Он сделал глубокий вдох и кивнул.
– Тогда пусть будет ещё один день.
Глава 21
Новое
Есть нечто в аромате розы, что не поддается биологии. Ты ощущаешь его своим разумом ещё до того, как все остальные чувства отреагируют на этот аромат. Так что первое, что я ощутила, так это то, как нечто мягкое кружило на моих губах. Я вдохнула, когда запах стал сильнее, смешавшись с ароматом сандала и корицы.
– Ох! – ахнула я, мои глаза распахнулись.
Айден сидел на краю кровати, его лицо было затемнено столистной розой кремового цвета, которой он трепетно водил по моим губам. Казалось, будто выглядел он ещё лучше после проведённой ночи. Дело было не только в его тёмных джинсах и светло-синей рубашке, которая прекрасно оттеняла цвет его глаз. На прикроватном столике стоял поднос с завтраком и, как только я открыла глаза, меня одарили слегка кривобокой улыбкой.
– Это было хорошее "ох" или плохое? – спросил он, легонько постукивая столистной розой по моим губам.
Ничего плохого не несло в себе это "ох". Совсем ничего плохого. Ох, ох, ох! Он здесь. И всё ещё всецело мой на целый день. Он положил розу на подушку и медленно наклонился, из-за его опьяняющего запаха все розы стали излишними. Он погладил мою щёку кончиками пальцев.
– Научное исследование завершено?
Я несколько раз моргнула.
– Что? – таков оказался мой эйнштейновский ответ.
– Ты наблюдала за мной достаточно критически, поэтому могу только предположить, что ты решала некую химическую сложную проблему.
– Не думаю, что у нас имеется сложная химическая проблема, – мой голос был нежным, словно превращался в пар из-за сухости во рту.
Он провёл большим пальцем по моей нижней губе. Под его прикосновением она тут же начала пульсировать.
– Нет, я тоже так не думаю, – он нежно поцеловал мои губы. – Боюсь, я укусил их довольно сильно, – сказал он, заскользив по ним языком, подобно бальзаму.
О, нет, у меня, наверное, несвежее утреннее дыхание? Ох, а кого это заботит!
– Ты можешь укусить их снова, если хочешь.
Он легонько подул на них и отодвинулся со вздохом.
– Может для начала ты должна съесть свой завтрак. Я уже и так лишил тебя ужина прошлым вечером.
Я хотела сказать, что с едой был перебор, но мой желудок предательски заурчал. Смутившись, я откинулась на изголовье кровати и взяла поднос в руки. Яичница, бекон, пшеничная булочка, апельсиновый мармелад, корнуэльский сливочный варенец, бокал "флейта" с клюквенным соком и стакан воды.

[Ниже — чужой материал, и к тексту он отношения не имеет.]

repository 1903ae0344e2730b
use serde::{Deserialize, Serialize};
use thiserror::Error;

/// Rejected simulation configuration.
#[derive(Debug, Error)]
pub enum LayoutError {
	/// A field lies outside its allowed range.
	#[error("`{name}` must be within {min}..={max}, got {value}")]
	OutOfRange {
		/// Field name.
		name: &'static str,
		/// Rejected value.
		value: f64,
		/// Inclusive lower bound.
		min: f64,
		/// Inclusive upper bound.
		max: f64,
	},

	/// The JSON overrides could not be read.
	#[error("invalid simulation parameters: {0}")]
	Parse(#[from] serde_json::Error),
}

/// Knobs of the force simulation.
///
/// Every field has a default, so a host can override a subset from JSON.
#[derive(Clone, Debug, PartialEq, Serialize, Deserialize)]
#[serde(default)]
pub struct SimulationParameters {
	/// Alpha on bind.
	pub alpha: f64,
	/// Below this (with the target also below it) the simulation is settled.
	pub alpha_min: f64,
	/// Fraction of the gap to `alpha_target` closed per tick.
	pub alpha_decay: f64,
	/// Alpha decays toward this when nothing is dragged.
	pub alpha_target: f64,
	/// Alpha target while a node is being dragged.
	pub reheat_alpha_target: f64,
	/// Fraction of velocity lost per tick.
	pub velocity_decay: f64,

	/// Many-body strength. Negative repels.
	pub charge_strength: f64,
	/// Repulsion is computed as if nodes closer than this were this far apart.
	pub distance_min: f64,
	/// Nodes further apart than this do not repel each other.
	pub distance_max: f64,
	/// Barnes-Hut opening criterion. Zero means exact pairwise repulsion.
	pub theta: f64,

	/// Rest length of every link.
	pub link_distance: f64,
	/// Spring passes per tick.
	pub link_iterations: usize,

	/// Horizontal position the centroid is pulled to.
	pub center_x: f64,
	/// Vertical position the centroid is pulled to.
	pub center_y: f64,
	/// Fraction of the centroid offset removed per tick.
	pub center_strength: f64,

	/// Spacing of the initial phyllotaxis spiral.
	pub initial_radius: f64,
	/// Seed for the jiggle that separates coincident nodes.
	pub seed: u64,
}

impl Default for SimulationParameters {
	fn default() -> Self {
		let alpha_min = 0.001;
		Self {
			alpha: 1.0,
			alpha_min,
			alpha_decay: 1.0 - f64::powf(alpha_min, 1.0 / 300.0),
			alpha_target: 0.0,
			reheat_alpha_target: 0.3,
			velocity_decay: 0.4,
			charge_strength: -30.0,
			distance_min: 1.0,
			distance_max: f64::INFINITY,
			theta: 0.9,
			link_distance: 30.0,
			link_iterations: 1,
			center_x: 0.0,
			center_y: 0.0,
			center_strength: 1.0,
			initial_radius: 10.0,
			seed: 0x5eed,
		}
	}
}

impl SimulationParameters {
	/// Defaults overridden by whatever fields `json` sets, then validated.
	pub fn from_json(json: &str) -> Result<Self, LayoutError> {
		let params: Self = serde_json::from_str(json)?;
		params.validate()?;
		Ok(params)
	}

	/// Reject values the simulation cannot work with.
	pub fn validate(&self) -> Result<(), LayoutError> {
		let checks: [(&'static str, f64, f64, f64); 10] = [
			("alpha", self.alpha, 0.0, 1.0),
			("alpha_min", self.alpha_min, 0.0, 1.0),
			("alpha_decay", self.alpha_decay, 0.0, 1.0),
			("alpha_target", self.alpha_target, 0.0, 1.0),
			("reheat_alpha_target", self.reheat_alpha_target, 0.0, 1.0),
			("velocity_decay", self.velocity_decay, 0.0, 1.0),
			("distance_min", self.distance_min, 0.0, f64::MAX),
			("theta", self.theta, 0.0, f64::MAX),
			("link_distance", self.link_distance, 0.0, f64::MAX),
			("center_strength", self.center_strength, 0.0, 1.0),
		];
		for (name, value, min, max) in checks {
			if !(min..=max).contains(&value) {
				return Err(LayoutError::OutOfRange {
					name,
					value,
					min,
					max,
				});
			}
		}
		if !(self.distance_max > self.distance_min) {
			return Err(LayoutError::OutOfRange {
				name: "distance_max",
				value: self.distance_max,
				min: self.distance_min,
				max: f64::INFINITY,
			});
		}
		Ok(())
	}

	pub(crate) fn distance_min2(&self) -> f64 {
		self.distance_min * self.distance_min
	}

	pub(crate) fn distance_max2(&self) -> f64 {
		self.distance_max * self.distance_max
	}

	pub(crate) fn theta2(&self) -> f64 {
		self.theta * self.theta
	}
}

#[cfg(test)]
mod tests {
	use super::*;

	#[test]
	fn defaults_are_valid() {
		SimulationParameters::default().validate().unwrap();
	}

	#[test]
	fn default_decay_settles_in_about_300_ticks() {
		let p = SimulationParameters::default();
		let mut alpha = p.alpha;
		let mut ticks = 0;
		while alpha >= p.alpha_min {
			alpha += (p.alpha_target - alpha) * p.alpha_decay;
			ticks += 1;
		}
		assert!((299..=301).contains(&ticks), "{ticks}");
	}

	#[test]
	fn partial_json_keeps_defaults() {
		let p = SimulationParameters::from_json(r#"{"link_distance": 50, "seed": 7}"#).unwrap();
		assert_eq!(p.link_distance, 50.0);
		assert_eq!(p.seed, 7);
		assert_eq!(p.charge_strength, -30.0);
	}

	#[test]
	fn out_of_range_is_rejected() {
		let err = SimulationParameters::from_json(r#"{"alpha_decay": 1.5}"#).unwrap_err();
		assert!(matches!(
			err,
			LayoutError::OutOfRange {
				name: "alpha_decay",
				..
			}
		));
	}
}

Но самым лучшим было то, что там оказались дольки яблока и шоколадка "Бачи".
Я рассмеялась.
– Как ты узнал, что я люблю корнуэльский сливочный варенец.

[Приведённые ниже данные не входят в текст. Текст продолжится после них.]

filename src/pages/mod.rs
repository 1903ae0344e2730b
pub mod home;
pub mod not_found;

– Твоя соседка упомянула об этом, когда выносила тебе выговор по поводу Колина Фёрта.
– Вау! У тебя прекрасная память.
Он пожал плечами.
– Хорошо, спасибо! Так красиво. Особенно "Бачи". Ты сам всё это сделал?
– Нет, Кора приготовила. Но если это поможет спасти мою репутацию в твоих глазах, то я размещал заказ и отправил Бенсона отыскать розу. Я дал ему фотографию розы, похожую на "Элизу".
– Ты спасён, – рассмеялась я, заложив за ухо розу и откусив немного яичницы.
– Ты прекрасна, – сказал он, практически выдохнув себе под нос.
Я уже было приготовилась отшутиться, но его губы приоткрылись, и я мгновенно уверовала в свою красоту. Затем я вспомнила, что у меня был открыт рот и вилка в руках. Я прожевала яичницу, не хватало ещё того, чтобы кусочки яичницы выпали изо рта на кровать и полностью уничтожили мой образ и его шёлковые простыни.
– Твой румянец заставляет розу ревновать, – ухмыльнулся он.
– Издержки профессии при работе с рубидием и парами брома, – я почувствовала себя неловко, поэтому перевела разговор на более важную тему. – Итак, расскажешь мне что-нибудь о себе, что не попадает под эмбарго?
Бирюзовая глубина его глаз застыла.
– Немного рановато для этого, так не кажется?
Возможно, он был прав. Кроме того, в моём распоряжении был весь день.
– Хорошо, так чем бы ты хотел заняться сегодня?
– Ну, я подумал, ты могла бы попозировать для написания картины, а затем этот вечер мы могли бы провести вместе.
Он выглядел так, словно провёл бесчисленное количество времени в размышлениях при разработке данного плана.
Моя вилка упала на поднос.
– Моя… моя картина? – было ощущение, словно что-то вылупилось из яиц прямо у меня в животе.
Его выражение лица осталось невозмутимым.
– Да.
– Я не хочу позировать, – выпалила я. Бокал "флейта" с клюквенным соком слегка задребезжал: – Я хочу провести время с тобой.
Он улыбнулся, но на этот раз улыбка не обнажила его ямочку, и подушечками пальцев он ласково прикоснулся к моей щеке.
– Мы и проведём. Вечером.
Он схватил вилку, зацепил яичницу и отправил её в мой рот, который был широко открыт из-за того, что мне ничего не оставалось, кроме как есть.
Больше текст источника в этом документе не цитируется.